Era o 30º encontro, em oficina, com as crianças e adolescentes do Abrigo AR7/Fasc (*) para nove integrantes de 3 a 14 anos. Todos novos, em adaptação, num dia especial em que os mais antigos tinham uma visita já agendada para a piscina. O tema seria uma sequência do encontro anterior, com o acréscimo de uma tela maior. A ideia era a mesma: todos pintando e o inédito: várias autorias e idades na mesma tela. Tudo iniciando pelo espaço da base das telas, com as garatujas dos menores. Instrumentalizando os maiores, para esta importante fase infantil, que crianças do mundo todo passam, na exploração do espaço e dos diferentes materiais, aqui apenas tela, pincel e tinta. Apenas? Quem faz isto com crianças de 3, 4 e 5 anos? Mas é só colocar o pincel em suas mãozinhas e fazer uma vez só o movimento de colocá-lo na tinta e depois na tela para surgir imediatamente uma linda e significativa garatuja, com a cor que escolheram anteriormente.

Tudo isso não sem antes introduzir imagens de outros artistas, diferentes dos da aula anterior, para não ficar repetitivo, que haviam se baseado nos desenhos infantis, mas desta vez a ênfase foi no Hans Harttung (1904-1989), para quem quiser procurar na internet. Desta vez ilustrei com a célebre frase de Picasso: “Levei a vida inteira para aprender a desenhar como uma criança”.

Estou podendo fazer este tipo de oficina, com esta grande diversidade de idades, o que acontece desde o início do projeto, porque nunca tinha estado numa sala com tanto respeito e consideração dos maiores pelos menores. Olha que adolescentes não tem paciência com crianças. Estes tem! Por quê? Pela natural visão empática tipo: “se eu estou impactado com o que eu estou vivenciando agora na minha vida, entre audiências, com um Juiz me ajudando a encontrar meu caminho, o que será que passa na cabecinha desses menores?” Sem contar que é comum encontrar entre eles irmãos, inclusive bem menores ou bebês, no mesmo abrigo, para se ampararem mutuamente. Sim, amparo mútuo, é algo comum entre todos. Claro, com uma briguinha aqui e outra acolá, que ninguém é de ferro.

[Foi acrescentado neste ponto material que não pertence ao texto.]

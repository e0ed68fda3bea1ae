//! HTTP request handlers for the web server.

mod annotate;
mod catalog;
mod entries;
mod export;
mod helpers;

pub use annotate::annotate_articles;
pub use catalog::{list_leaf_nodes, max_depth, refresh_catalog};
pub use entries::list_entries;
pub use export::export_document;
//! Repository utilities.

/// Escape character used in LIKE patterns.
pub const LIKE_ESCAPE: char = '\\';

/// Build a `%needle%` LIKE pattern that matches `needle` literally.
pub fn contains_pattern(needle: &str) -> String {
    let mut pattern = String::with_capacity(needle.len() + 2);
    pattern.push('%');
    for c in needle.chars() {
        if c == LIKE_ESCAPE || c == '%' || c == '_' {
            pattern.push(LIKE_ESCAPE);
        }
        pattern.push(c);
    }
    pattern.push('%');
    pattern
}
//! Initialize command.

use console::style;

use crate::config::Settings;

/// Initialize the data directory and database.
pub async fn cmd_init(settings: &Settings) -> anyhow::Result<()> {
    settings.ensure_directories()?;

    let ctx = settings.create_db_context();
    ctx.init_schema().await?;

    println!(
        "{} Initialized leafmark database at {}",
        style("✓").green(),
        settings.database_url()
    );

    let configured = crate::llm::ProviderRegistry::from_config(&settings.llm).configured();
    if configured.is_empty() {
        println!(
            "{} No provider API keys found",
            style("!").yellow()
        );
        println!("  Set ANTHROPIC_API_KEY or OPENAI_API_KEY to run annotation rounds");
    }

    Ok(())
}
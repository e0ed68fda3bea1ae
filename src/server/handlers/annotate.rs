//! Annotation round endpoint.

use axum::{
    body::Bytes,
    extract::State,
    http::StatusCode,
    response::{IntoResponse, Response},
    Json,
};
use serde_json::{json, Value};

use super::super::AppState;
use crate::models::Provider;

/// Validated `/annotate` request.
#[derive(Debug, PartialEq)]
struct AnnotateRequest {
    articles: Vec<String>,
    prompt: String,
    provider: Provider,
}

fn invalid_body() -> Response {
    (
        StatusCode::BAD_REQUEST,
        Json(json!({ "message": "Invalid request body" })),
    )
        .into_response()
}

/// `articles` must be an array of strings and `prompt` a string.
/// `provider` defaults to A.
fn parse_request(body: &[u8]) -> Option<AnnotateRequest> {
    let value: Value = serde_json::from_slice(body).ok()?;

    let articles = value
        .get("articles")?
        .as_array()?
        .iter()
        .map(|a| a.as_str().map(str::to_string))
        .collect::<Option<Vec<_>>>()?;
    let prompt = value.get("prompt")?.as_str()?.to_string();
    let provider = match value.get("provider") {
        None | Some(Value::Null) => Provider::Anthropic,
        Some(v) => Provider::from_code(v.as_str()?)?,
    };

    Some(AnnotateRequest {
        articles,
        prompt,
        provider,
    })
}

/// Run one round over the posted articles.
pub async fn annotate_articles(State(state): State<AppState>, body: Bytes) -> Response {
    let Some(request) = parse_request(&body) else {
        tracing::debug!("Rejected annotate request body");
        return invalid_body();
    };

    match state
        .dispatcher
        .dispatch(&request.articles, &request.prompt, request.provider)
        .await
    {
        Ok(results) => Json(json!({ "results": results })).into_response(),
        Err(e) => {
            tracing::error!("Annotation round failed: {}", e);
            (
                StatusCode::INTERNAL_SERVER_ERROR,
                Json(json!({
                    "message": "Error processing articles",
                    "error": e.to_string()
                })),
            )
                .into_response()
        }
    }
}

Enquanto os menores se atiravam em suas garatujas na base delimitada por uma faixa de fita crepe, os maiores ganhavam telas menores para já irem fazendo seus projetos para a tela maior (fotos). Escolhiam a cor e lhes passava um pincel número 1 para usarem como lápis, esquematizando seus desenhos.

Quando percebi que a Pré-adolescente “A” – 13 anos, já tinha concluído seu desenho, disse-lhe que poderia preencher com outras cores, se quisesse:

– Não, obrigada, vai ser tudo preto mesmo.

– Vai ficar muito lindo e expressivo. Parece um desenho a nanquim, ou uma litografia, pensei.

– É a casa do meu pai, o carro do meu pai e eu e o meu pai no canto.

Achei muita enfase no “meu pai” e me preparei para o que poderia vir daí!

– E um anjo para protegê-lo. Olhou para mim e continuou com os olhos rasos d”água. Tenho muitas saudades dele. Ele já morreu.

Guenta coração velho! Tentei relativizar a morte e ela me apoiou, porque sabia que não precisava falar mais nada comigo, Que eu conhecia dentro de mim sua tragédia, pois quando optou pelas cores violeta de fundo da tela e preto para o desenho, me perguntou o que significavam e porque ela escolhera só estas duas cores.

– Porque és uma menina que já passou por muito sofrimento e estás começando a entender o que se passou e se espiritualizando, isto pelo violeta. E o preto para te auxiliar a vencer os medos que tens de enfrentar pela frente. O que todos nós temos, mas viver significa que temos que enfrentá-los e vencê~los. Falamos sobre como o estudo nos auxilia. Que nunca deve desistir dele, porque ele foi muito importante para mim. Graças ao meu estudo estava encontrando ela ali e feliz com sua participação! Estava na quarta série, evidente que a tragédia lhe afetara demais, mas com um enorme esforço se recuperava.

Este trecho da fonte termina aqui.